Before we take up the discussion of linear regression, we need to examine a way to display the relation between two variables. The most common and easiest way is a scatter plot. The following example illustrates a scatter plot.

Example 1 – M-Commerce Retail Sales

M-commerce is the buying and selling of goods and services using mobile devices. M-commerce is a subset of e-commerce and has grown tremendously worldwide. For the years 2015 through 2021, did there appear to be a relationship between the year and smartphone retail sales? Construct a scatter plot. Let x = the year and let y = the retail sales, in billions. Comment on the scatterplot and the relationship between the variables.

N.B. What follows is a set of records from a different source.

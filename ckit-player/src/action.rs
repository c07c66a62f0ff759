//! Timed actions
//!
//! A [`TimedAction`] pairs an [`Effect`] with a nominal duration, an easing
//! curve and a [`SkipToken`]. Starting it hands an [`ActionDriver`] to the
//! [`HostLoop`], which evaluates the action's progress once per tick.
//!
//! Forced finish is cooperative: `force_finish` only raises the token. The
//! driver consults the token on every evaluation and, once it is raised,
//! reports progress 1.0 and completes on that evaluation.

use crate::effect::Effect;
use crate::error::{Error, Result};
use crate::host::HostLoop;
use ckit_common::time::format_duration;
use ckit_common::Easing;
use std::cell::Cell;
use std::fmt;
use std::rc::Rc;
use std::time::Duration;
use tracing::debug;
use uuid::Uuid;

/// One-shot callback run by the host after an evaluation pass
pub(crate) type Callback = Box<dyn FnOnce()>;

/// Cooperative cancellation token
///
/// Clones share the same flag. Cancellation is terminal: once requested it
/// can never be cleared.
#[derive(Debug, Clone, Default)]
pub struct SkipToken {
    cancelled: Rc<Cell<bool>>,
}

impl SkipToken {
    pub fn new() -> Self {
        Self::default()
    }

    /// Raise the flag
    ///
    /// Returns `true` only for the request that actually raised it.
    pub fn request_cancel(&self) -> bool {
        !self.cancelled.replace(true)
    }

    pub fn is_cancelled(&self) -> bool {
        self.cancelled.get()
    }
}

/// Hook fired when an action's elapsed time reaches `at`
struct Cue {
    at: Duration,
    hook: Callback,
}

/// How an action reached completion
#[derive(Debug, Clone, Copy, PartialEq, Eq)]
pub(crate) enum ExitReason {
    /// Elapsed time reached the nominal duration
    Natural,
    /// The skip token was raised
    Forced,
}

/// A unit of timed work with a forced-finish capability
pub struct TimedAction {
    id: Uuid,
    name: String,
    duration: Duration,
    easing: Easing,
    skip: SkipToken,
    cues: Vec<Cue>,
    /// Taken by `start`; `None` means the action was started
    effect: Option<Box<dyn Effect>>,
}

impl TimedAction {
    /// Wrap an effect; the nominal duration is read from it once, here
    pub fn new<E: Effect + 'static>(effect: E) -> Self {
        let duration = effect.duration();
        let name = effect.name().to_string();
        Self {
            id: Uuid::new_v4(),
            name,
            duration,
            easing: Easing::default(),
            skip: SkipToken::new(),
            cues: Vec::new(),
            effect: Some(Box::new(effect)),
        }
    }

    /// Set the easing curve applied to progress
    pub fn with_easing(mut self, easing: Easing) -> Self {
        self.easing = easing;
        self
    }

    /// Register a hook fired once when elapsed time first reaches `at`
    ///
    /// Cues fire in offset order (registration order for equal offsets).
    /// A forced finish discards cues that were not reached yet, as does a
    /// natural finish for cues placed beyond the nominal duration.
    pub fn with_cue(mut self, at: Duration, hook: impl FnOnce() + 'static) -> Self {
        let index = self.cues.partition_point(|cue| cue.at <= at);
        self.cues.insert(
            index,
            Cue {
                at,
                hook: Box::new(hook),
            },
        );
        self
    }

    pub fn id(&self) -> Uuid {
        self.id
    }

    pub fn name(&self) -> &str {
        &self.name
    }

    pub fn nominal_duration(&self) -> Duration {
        self.duration
    }

    pub fn easing(&self) -> Easing {
        self.easing
    }

    pub fn is_started(&self) -> bool {
        self.effect.is_none()
    }

    pub fn is_skip_requested(&self) -> bool {
        self.skip.is_cancelled()
    }

    /// Token shared with the running driver
    pub fn skip_token(&self) -> SkipToken {
        self.skip.clone()
    }

    /// Request that the action report completion on its next evaluation
    ///
    /// Safe before `start` (the start then completes immediately) and
    /// idempotent: the completion callback still fires exactly once.
    pub fn force_finish(&self) {
        if self.skip.request_cancel() {
            debug!(action_id = %self.id, effect = %self.name, "Forced finish requested");
        }
    }

    /// Start the effect on `host`
    ///
    /// `on_complete` fires exactly once, after the effect's `finish`. If the
    /// skip token is already raised, or the nominal duration is zero, the
    /// action completes before `start` returns.
    ///
    /// # Errors
    /// `Error::AlreadyStarted` if the action was started before.
    pub fn start(&mut self, host: &HostLoop, on_complete: impl FnOnce() + 'static) -> Result<()> {
        let effect = self.effect.take().ok_or(Error::AlreadyStarted(self.id))?;

        debug!(
            action_id = %self.id,
            effect = %self.name,
            duration = %format_duration(self.duration),
            "Starting action"
        );

        host.launch(ActionDriver {
            id: self.id,
            name: self.name.clone(),
            duration: self.duration,
            easing: self.easing,
            skip: self.skip.clone(),
            cues: std::mem::take(&mut self.cues),
            effect,
            elapsed: Duration::ZERO,
            on_complete: Some(Box::new(on_complete)),
        });
        Ok(())
    }
}

impl fmt::Debug for TimedAction {
    fn fmt(&self, f: &mut fmt::Formatter<'_>) -> fmt::Result {
        f.debug_struct("TimedAction")
            .field("id", &self.id)
            .field("name", &self.name)
            .field("duration", &self.duration)
            .field("easing", &self.easing)
            .field("skip_requested", &self.skip.is_cancelled())
            .field("started", &self.is_started())
            .field("cues", &self.cues.len())
            .finish()
    }
}

/// Running state of a started action, owned by the host loop
pub(crate) struct ActionDriver {
    id: Uuid,
    name: String,
    duration: Duration,
    easing: Easing,
    skip: SkipToken,
    cues: Vec<Cue>,
    effect: Box<dyn Effect>,
    elapsed: Duration,
    on_complete: Option<Callback>,
}

impl ActionDriver {
    /// First evaluation, at elapsed zero. Returns `true` when done.
    pub(crate) fn begin(&mut self, deferred: &mut Vec<Callback>) -> bool {
        self.effect.begin();
        self.evaluate(deferred)
    }

    /// Advance elapsed time by `dt` and evaluate. Returns `true` when done.
    pub(crate) fn advance(&mut self, dt: Duration, deferred: &mut Vec<Callback>) -> bool {
        self.elapsed = self.elapsed.saturating_add(dt);
        self.evaluate(deferred)
    }

    /// The progress function: forced finish wins over elapsed time
    fn evaluate(&mut self, deferred: &mut Vec<Callback>) -> bool {
        if self.skip.is_cancelled() {
            self.effect.update(1.0);
            self.complete(ExitReason::Forced, deferred);
            return true;
        }

        while self.cues.first().is_some_and(|cue| self.elapsed >= cue.at) {
            let cue = self.cues.remove(0);
            deferred.push(cue.hook);
        }

        if self.elapsed >= self.duration {
            self.effect.update(1.0);
            self.complete(ExitReason::Natural, deferred);
            return true;
        }

        // elapsed < duration, so duration is non-zero here
        let t = self.elapsed.as_secs_f64() / self.duration.as_secs_f64();
        self.effect.update(self.easing.apply(t as f32));
        false
    }

    fn complete(&mut self, exit: ExitReason, deferred: &mut Vec<Callback>) {
        // Single cleanup path for both exits
        self.effect.finish();

        if !self.cues.is_empty() {
            debug!(
                action_id = %self.id,
                count = self.cues.len(),
                "Discarding unreached cues"
            );
            self.cues.clear();
        }

        debug!(
            action_id = %self.id,
            effect = %self.name,
            exit = ?exit,
            elapsed = %format_duration(self.elapsed),
            "Action completed"
        );

        if let Some(callback) = self.on_complete.take() {
            deferred.push(callback);
        }
    }
}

Year Retail Sales in Billions of Dollars
2015 37.72
2016 67.25
2017 102.14
2018 146.26
2019 200.81
2020 262.80
2021 333.65

Solution:

A scatterplot with the years from 2015 to 2021 on the horizontal axis and the billions of dollars in retail sales on the vertical axis as given in the table. The scatterplot shows a slight curved trend.
As time passes, it does appear that there is a relationship between the year and retail sales. Retail sales increase each year. In this case there is a curve in the relationship suggesting there is an increase in growth each year compared to the year before.

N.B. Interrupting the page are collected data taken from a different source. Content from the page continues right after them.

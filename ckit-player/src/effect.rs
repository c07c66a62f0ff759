//! Effect contract
//!
//! An effect is the concrete work behind a [`TimedAction`](crate::TimedAction):
//! a move, a fade, a caption, a video. The scheduler never looks inside an
//! effect; it only drives it through this trait.

use std::time::Duration;

/// Capability set the scheduler needs from an effect
///
/// Call order for one start is always
/// `begin` → `update`* → `finish`, with `finish` called exactly once on
/// every exit path (natural end or forced finish). Anything the effect
/// attached to the presentation layer in `begin` is released in `finish`.
pub trait Effect {
    /// Short name used in logs
    fn name(&self) -> &str {
        "effect"
    }

    /// Nominal running time
    fn duration(&self) -> Duration;

    /// The owning action started
    fn begin(&mut self) {}

    /// Apply progress (0.0..=1.0, already eased)
    ///
    /// A forced finish is reported as a final `update(1.0)`.
    fn update(&mut self, progress: f32);

    /// The action is done; release transient resources
    fn finish(&mut self) {}
}

impl<E: Effect + ?Sized> Effect for Box<E> {
    fn name(&self) -> &str {
        (**self).name()
    }

    fn duration(&self) -> Duration {
        (**self).duration()
    }

    fn begin(&mut self) {
        (**self).begin()
    }

    fn update(&mut self, progress: f32) {
        (**self).update(progress)
    }

    fn finish(&mut self) {
        (**self).finish()
    }
}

A key idea to focus on involves what we do once we notice that there appears to be a relationship between two variables. How will we describe it and how will we quantify it? Can we use it to make a prediction into the future? Take another look at the trend in the scatterplot of Example 1. If we were to decide that the relationship between year and retail sales appears to be linear and use a linear function to make a prediction about what the retail sales would be in 2025, then we might have a prediction that is way off. In this case the relationship appears to have a curved trend and projecting into the future would offer incorrect predictions, but that is always a risk we take if we try to project too far into the future based on data.

A scatter plot shows the direction of a relationship between the variables. The direction can be positive or negative. A positive association happens when there are high values of one variable occurring with high values of the other variable and low values of one variable occurring with low values of the other variable. This was the case in Example 1, with the year and retail sales. Another way the direction of the relationship can show up is to see high values of one variable occurring with low values of the other variable. This would be a negative association.

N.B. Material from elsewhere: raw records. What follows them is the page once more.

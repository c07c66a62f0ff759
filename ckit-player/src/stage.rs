//! Minimal presentation layer
//!
//! A `Stage` is a flat set of named nodes. Each node carries numeric
//! properties (position, opacity, ...) and a list of transient text
//! overlays. Effects mutate it; the scheduler never reads it.

use std::cell::RefCell;
use std::collections::BTreeMap;
use std::fmt;
use std::rc::Rc;
use tracing::{debug, info};

/// Identifier of an overlay attached to a node
#[derive(Debug, Clone, Copy, PartialEq, Eq, Hash, PartialOrd, Ord)]
pub struct OverlayId(u64);

/// Transient text attached to a node
#[derive(Debug, Clone, PartialEq)]
pub struct Overlay {
    pub id: OverlayId,
    pub text: String,
}

#[derive(Debug, Default)]
struct Node {
    properties: BTreeMap<String, f32>,
    overlays: Vec<Overlay>,
}

#[derive(Debug, Default)]
struct StageState {
    nodes: BTreeMap<String, Node>,
    next_overlay: u64,
}

/// Cloneable handle to a shared stage
#[derive(Clone, Default)]
pub struct Stage {
    inner: Rc<RefCell<StageState>>,
}

impl Stage {
    pub fn new() -> Self {
        Self::default()
    }

    /// Add a node; adding an existing name is a no-op
    pub fn add_node(&self, name: impl Into<String>) {
        self.inner
            .borrow_mut()
            .nodes
            .entry(name.into())
            .or_default();
    }

    pub fn has_node(&self, name: &str) -> bool {
        self.inner.borrow().nodes.contains_key(name)
    }

    pub fn node_names(&self) -> Vec<String> {
        self.inner.borrow().nodes.keys().cloned().collect()
    }

    pub fn property(&self, node: &str, property: &str) -> Option<f32> {
        self.inner
            .borrow()
            .nodes
            .get(node)
            .and_then(|n| n.properties.get(property).copied())
    }

    /// Set a property, creating the node if needed
    pub fn set_property(&self, node: &str, property: &str, value: f32) {
        self.inner
            .borrow_mut()
            .nodes
            .entry(node.to_string())
            .or_default()
            .properties
            .insert(property.to_string(), value);
    }

    /// Attach a text overlay to `node`, creating the node if needed
    pub fn attach_overlay(&self, node: &str, text: impl Into<String>) -> OverlayId {
        let mut state = self.inner.borrow_mut();
        state.next_overlay += 1;
        let id = OverlayId(state.next_overlay);
        let text = text.into();
        info!(node, text = %text, "Overlay shown");
        state
            .nodes
            .entry(node.to_string())
            .or_default()
            .overlays
            .push(Overlay { id, text });
        id
    }

    /// Remove an overlay; returns `false` if it was not attached
    pub fn detach_overlay(&self, node: &str, id: OverlayId) -> bool {
        let mut state = self.inner.borrow_mut();
        let Some(entry) = state.nodes.get_mut(node) else {
            return false;
        };
        let Some(position) = entry.overlays.iter().position(|o| o.id == id) else {
            return false;
        };
        let overlay = entry.overlays.remove(position);
        debug!(node, text = %overlay.text, "Overlay removed");
        true
    }

    pub fn overlays(&self, node: &str) -> Vec<Overlay> {
        self.inner
            .borrow()
            .nodes
            .get(node)
            .map(|n| n.overlays.clone())
            .unwrap_or_default()
    }

    /// Overlays attached across all nodes
    pub fn overlay_count(&self) -> usize {
        self.inner
            .borrow()
            .nodes
            .values()
            .map(|n| n.overlays.len())
            .sum()
    }
}

impl fmt::Display for Stage {
    /// One line per node: `name: prop=value ... ["overlay", ...]`
    fn fmt(&self, f: &mut fmt::Formatter<'_>) -> fmt::Result {
        let state = self.inner.borrow();
        for (name, node) in &state.nodes {
            write!(f, "{}:", name)?;
            for (property, value) in &node.properties {
                write!(f, " {}={:.2}", property, value)?;
            }
            if !node.overlays.is_empty() {
                let texts: Vec<_> = node.overlays.iter().map(|o| o.text.as_str()).collect();
                write!(f, " {:?}", texts)?;
            }
            writeln!(f)?;
        }
        Ok(())
    }
}

impl fmt::Debug for Stage {
    fn fmt(&self, f: &mut fmt::Formatter<'_>) -> fmt::Result {
        f.debug_struct("Stage")
            .field("nodes", &self.inner.borrow().nodes.len())
            .field("overlays", &self.overlay_count())
            .finish()
    }
}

You can determine the strength of the relationship by looking at the scatter plot and seeing how close the points are to a linear function, a power function, an exponential function, a sinusoidal function, or to some other type of function. The relationship can be strong, weak, or there can be no discernable relationship at all.

When looking at a scatterplot, notice the overall pattern and any deviations from the pattern. The following six scatterplot examples in Figure 1 illustrate these concepts.

Six scatterplots to demonstrate relationships described in the text.
Figure 1: Types of Association

In this chapter, we are interested in scatter plots that show a linear pattern. Linear patterns are quite common. The linear relationship is strong if the points are close to a straight line, with a non-zero slope. If we think that the points show a linear relationship, we would like to draw a line on the scatter plot to mimic the trend we see. We can certainly use a hand-drawn line that seems to fit the data pretty well, but there has to be a more systematic way to get a good fitting line and even the best fitting line. There is in fact such a method. We will learn a process of creating a line which is calculated through a process called least-squares linear regression. However, we only calculate a regression line if one of the variables helps to explain or predict the other variable. If x is the independent variable and y  is the dependent variable, then we can use a regression line to predict a value of y for a given value of x.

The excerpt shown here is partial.